→ Extracted records:
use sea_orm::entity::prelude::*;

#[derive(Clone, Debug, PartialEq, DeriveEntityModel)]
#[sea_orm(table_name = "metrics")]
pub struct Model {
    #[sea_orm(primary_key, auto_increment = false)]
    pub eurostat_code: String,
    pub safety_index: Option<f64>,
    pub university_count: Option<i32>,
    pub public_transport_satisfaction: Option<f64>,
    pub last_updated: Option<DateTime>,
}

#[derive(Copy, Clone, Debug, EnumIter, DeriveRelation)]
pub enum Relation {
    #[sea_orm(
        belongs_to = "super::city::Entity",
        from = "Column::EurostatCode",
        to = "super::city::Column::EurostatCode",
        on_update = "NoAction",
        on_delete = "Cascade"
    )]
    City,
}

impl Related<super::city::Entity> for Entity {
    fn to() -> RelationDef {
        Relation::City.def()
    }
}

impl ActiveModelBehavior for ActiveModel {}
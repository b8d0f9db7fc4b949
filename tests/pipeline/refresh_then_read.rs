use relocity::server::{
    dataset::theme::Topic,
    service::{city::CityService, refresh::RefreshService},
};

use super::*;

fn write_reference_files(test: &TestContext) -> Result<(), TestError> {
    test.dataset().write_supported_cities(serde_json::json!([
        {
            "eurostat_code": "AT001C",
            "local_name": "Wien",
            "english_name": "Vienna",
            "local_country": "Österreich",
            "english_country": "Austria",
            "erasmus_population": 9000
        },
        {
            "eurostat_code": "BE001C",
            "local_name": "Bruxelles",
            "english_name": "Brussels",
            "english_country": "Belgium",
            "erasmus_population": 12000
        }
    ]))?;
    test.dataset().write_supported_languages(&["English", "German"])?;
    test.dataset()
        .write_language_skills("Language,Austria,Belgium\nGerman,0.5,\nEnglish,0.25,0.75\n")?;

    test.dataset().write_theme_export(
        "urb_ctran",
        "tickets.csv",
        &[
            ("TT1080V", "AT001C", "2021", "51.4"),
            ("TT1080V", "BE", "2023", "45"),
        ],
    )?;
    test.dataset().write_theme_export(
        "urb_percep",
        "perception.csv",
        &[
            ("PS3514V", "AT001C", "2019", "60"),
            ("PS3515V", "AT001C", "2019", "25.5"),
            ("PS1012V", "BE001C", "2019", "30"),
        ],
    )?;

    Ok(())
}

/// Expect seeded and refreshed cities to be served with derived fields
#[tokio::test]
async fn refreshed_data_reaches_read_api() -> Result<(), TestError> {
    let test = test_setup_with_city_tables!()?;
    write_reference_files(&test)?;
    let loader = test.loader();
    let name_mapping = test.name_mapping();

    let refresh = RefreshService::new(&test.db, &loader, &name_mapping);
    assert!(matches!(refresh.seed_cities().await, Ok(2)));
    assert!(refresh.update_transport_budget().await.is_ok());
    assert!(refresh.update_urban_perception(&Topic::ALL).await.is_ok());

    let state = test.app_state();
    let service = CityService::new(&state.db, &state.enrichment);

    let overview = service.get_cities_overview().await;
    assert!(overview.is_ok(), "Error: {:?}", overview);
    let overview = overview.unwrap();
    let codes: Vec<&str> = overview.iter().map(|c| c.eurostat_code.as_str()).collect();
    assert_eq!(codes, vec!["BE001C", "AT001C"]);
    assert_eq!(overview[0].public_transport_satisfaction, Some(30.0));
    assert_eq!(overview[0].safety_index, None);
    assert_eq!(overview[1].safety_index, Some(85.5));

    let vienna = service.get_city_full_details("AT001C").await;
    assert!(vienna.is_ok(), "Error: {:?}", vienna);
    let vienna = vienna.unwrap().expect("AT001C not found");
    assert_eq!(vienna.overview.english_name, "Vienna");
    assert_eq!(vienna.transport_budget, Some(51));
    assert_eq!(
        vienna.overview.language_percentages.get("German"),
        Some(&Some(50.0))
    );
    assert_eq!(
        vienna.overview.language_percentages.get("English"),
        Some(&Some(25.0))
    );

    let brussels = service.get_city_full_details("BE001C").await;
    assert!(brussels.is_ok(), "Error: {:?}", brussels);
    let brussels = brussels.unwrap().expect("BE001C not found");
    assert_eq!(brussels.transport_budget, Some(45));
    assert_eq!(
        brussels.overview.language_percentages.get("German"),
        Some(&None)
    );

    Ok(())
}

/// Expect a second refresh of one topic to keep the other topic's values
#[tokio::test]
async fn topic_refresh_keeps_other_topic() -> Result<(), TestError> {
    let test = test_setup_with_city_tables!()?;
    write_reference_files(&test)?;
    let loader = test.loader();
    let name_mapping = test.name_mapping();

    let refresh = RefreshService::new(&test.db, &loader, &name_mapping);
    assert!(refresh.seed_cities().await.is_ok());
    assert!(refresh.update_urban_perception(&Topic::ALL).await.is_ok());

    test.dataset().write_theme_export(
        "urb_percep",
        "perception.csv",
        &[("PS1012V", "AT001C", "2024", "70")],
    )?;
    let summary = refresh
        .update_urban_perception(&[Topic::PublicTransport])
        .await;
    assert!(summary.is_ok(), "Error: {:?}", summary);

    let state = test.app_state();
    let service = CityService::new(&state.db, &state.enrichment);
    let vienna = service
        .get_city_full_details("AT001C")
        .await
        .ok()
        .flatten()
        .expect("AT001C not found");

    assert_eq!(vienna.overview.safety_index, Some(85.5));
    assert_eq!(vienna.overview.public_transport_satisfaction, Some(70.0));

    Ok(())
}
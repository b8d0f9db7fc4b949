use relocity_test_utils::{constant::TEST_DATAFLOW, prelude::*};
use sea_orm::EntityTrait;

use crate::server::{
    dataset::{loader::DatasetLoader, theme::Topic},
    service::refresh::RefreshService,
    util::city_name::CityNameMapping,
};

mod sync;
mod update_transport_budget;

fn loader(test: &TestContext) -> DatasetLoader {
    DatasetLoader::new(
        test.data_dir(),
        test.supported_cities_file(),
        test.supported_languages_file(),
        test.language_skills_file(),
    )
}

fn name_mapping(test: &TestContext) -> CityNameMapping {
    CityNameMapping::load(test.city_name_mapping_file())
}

→ Work request:
Copy each record from above exactly, and include every line.

→ Answer for the task:
use sea_orm::entity::prelude::*;

#[derive(Clone, Debug, PartialEq, DeriveEntityModel)]
#[sea_orm(table_name = "metrics")]
pub struct Model {
    #[sea_orm(primary_key, auto_increment = false)]
    pub eurostat_code: String,
    pub safety_index: Option<f64>,
    pub university_count: Option<i32>,
    pub public_transport_satisfaction: Option<f64>,
    pub last_updated: Option<DateTime>,
}

#[derive(Copy, Clone, Debug, EnumIter, DeriveRelation)]
pub enum Relation {
    #[sea_orm(
        belongs_to = "super::city::Entity",
        from = "Column::EurostatCode",
        to = "super::city::Column::EurostatCode",
        on_update = "NoAction",
        on_delete = "Cascade"
    )]
    City,
}

impl Related<super::city::Entity> for Entity {
    fn to() -> RelationDef {
        Relation::City.def()
    }
}

impl ActiveModelBehavior for ActiveModel {}
repository b8d0f9db7fc4b949
filename tests/pipeline/refresh_then_read.rs
use relocity::server::{
    dataset::theme::Topic,
    service::{city::CityService, refresh::RefreshService},
};

use super::*;

fn write_reference_files(test: &TestContext) -> Result<(), TestError> {
    test.dataset().write_supported_cities(serde_json::json!([
        {
            "eurostat_code": "AT001C",
            "local_name": "Wien",
            "english_name": "Vienna",
            "local_country": "Österreich",
            "english_country": "Austria",
            "erasmus_population": 9000
        },
        {
            "eurostat_code": "BE001C",
            "local_name": "Bruxelles",
            "english_name": "Brussels",
            "english_country": "Belgium",
            "erasmus_population": 12000
        }
    ]))?;
    test.dataset().write_supported_languages(&["English", "German"])?;
    test.dataset()
        .write_language_skills("Language,Austria,Belgium\nGerman,0.5,\nEnglish,0.25,0.75\n")?;

    test.dataset().write_theme_export(
        "urb_ctran",
        "tickets.csv",
        &[
            ("TT1080V", "AT001C", "2021", "51.4"),
            ("TT1080V", "BE", "2023", "45"),
        ],
    )?;
    test.dataset().write_theme_export(
        "urb_percep",
        "perception.csv",
        &[
            ("PS3514V", "AT001C", "2019", "60"),
            ("PS3515V", "AT001C", "2019", "25.5"),
            ("PS1012V", "BE001C", "2019", "30"),
        ],
    )?;

    Ok(())
}

/// Expect seeded and refreshed cities to be served with derived fields
#[tokio::test]
async fn refreshed_data_reaches_read_api() -> Result<(), TestError> {
    let test = test_setup_with_city_tables!()?;
    write_reference_files(&test)?;
    let loader = test.loader();
    let name_mapping = test.name_mapping();

    let refresh = RefreshService::new(&test.db, &loader, &name_mapping);
    assert!(matches!(refresh.seed_cities().await, Ok(2)));
    assert!(refresh.update_transport_budget().await.is_ok());
    assert!(refresh.update_urban_perception(&Topic::ALL).await.is_ok());

    let state = test.app_state();
    let service = CityService::new(&state.db, &state.enrichment);

    let overview = service.get_cities_overview().await;
    assert!(overview.is_ok(), "Error: {:?}", overview);
    let overview = overview.unwrap();
    let codes: Vec<&str> = overview.iter().map(|c| c.eurostat_code.as_str()).collect();
    assert_eq!(codes, vec!["BE001C", "AT001C"]);
    assert_eq!(overview[0].public_transport_satisfaction, Some(30.0));
    assert_eq!(overview[0].safety_index, None);
    assert_eq!(overview[1].safety_index, Some(85.5));

    let vienna = service.get_city_full_details("AT001C").await;
    assert!(vienna.is_ok(), "Error: {:?}", vienna);
    let vienna = vienna.unwrap().expect("AT001C not found");
    assert_eq!(vienna.overview.english_name, "Vienna");
    assert_eq!(vienna.transport_budget, Some(51));
    assert_eq!(
        vienna.overview.language_percentages.get("German"),
        Some(&Some(50.0))
    );
    assert_eq!(
        vienna.overview.language_percentages.get("English"),
        Some(&Some(25.0))
    );

    let brussels = service.get_city_full_details("BE001C").await;
    assert!(brussels.is_ok(), "Error: {:?}", brussels);
    let brussels = brussels.unwrap().expect("BE001C not found");
    assert_eq!(brussels.transport_budget, Some(45));
    assert_eq!(
        brussels.overview.language_percentages.get("German"),
        Some(&None)
    );

    Ok(())
}

/// Expect a second refresh of one topic to keep the other topic's values
#[tokio::test]
async fn topic_refresh_keeps_other_topic() -> Result<(), TestError> {
    let test = test_setup_with_city_tables!()?;
    write_reference_files(&test)?;
    let loader = test.loader();
    let name_mapping = test.name_mapping();

    let refresh = RefreshService::new(&test.db, &loader, &name_mapping);
    assert!(refresh.seed_cities().await.is_ok());
    assert!(refresh.update_urban_perception(&Topic::ALL).await.is_ok());

    test.dataset().write_theme_export(
        "urb_percep",
        "perception.csv",
        &[("PS1012V", "AT001C", "2024", "70")],
    )?;
    let summary = refresh
        .update_urban_perception(&[Topic::PublicTransport])
        .await;
    assert!(summary.is_ok(), "Error: {:?}", summary);

    let state = test.app_state();
    let service = CityService::new(&state.db, &state.enrichment);
    let vienna = service
        .get_city_full_details("AT001C")
        .await
        .ok()
        .flatten()
        .expect("AT001C not found");

    assert_eq!(vienna.overview.safety_index, Some(85.5));
    assert_eq!(vienna.overview.public_transport_satisfaction, Some(70.0));

    Ok(())
}
repository b8d0f9db7fc4b949
use relocity_test_utils::{constant::TEST_DATAFLOW, prelude::*};
use sea_orm::EntityTrait;

use crate::server::{
    dataset::{loader::DatasetLoader, theme::Topic},
    service::refresh::RefreshService,
    util::city_name::CityNameMapping,
};

mod sync;
mod update_transport_budget;

fn loader(test: &TestContext) -> DatasetLoader {
    DatasetLoader::new(
        test.data_dir(),
        test.supported_cities_file(),
        test.supported_languages_file(),
        test.language_skills_file(),
    )
}

fn name_mapping(test: &TestContext) -> CityNameMapping {
    CityNameMapping::load(test.city_name_mapping_file())
}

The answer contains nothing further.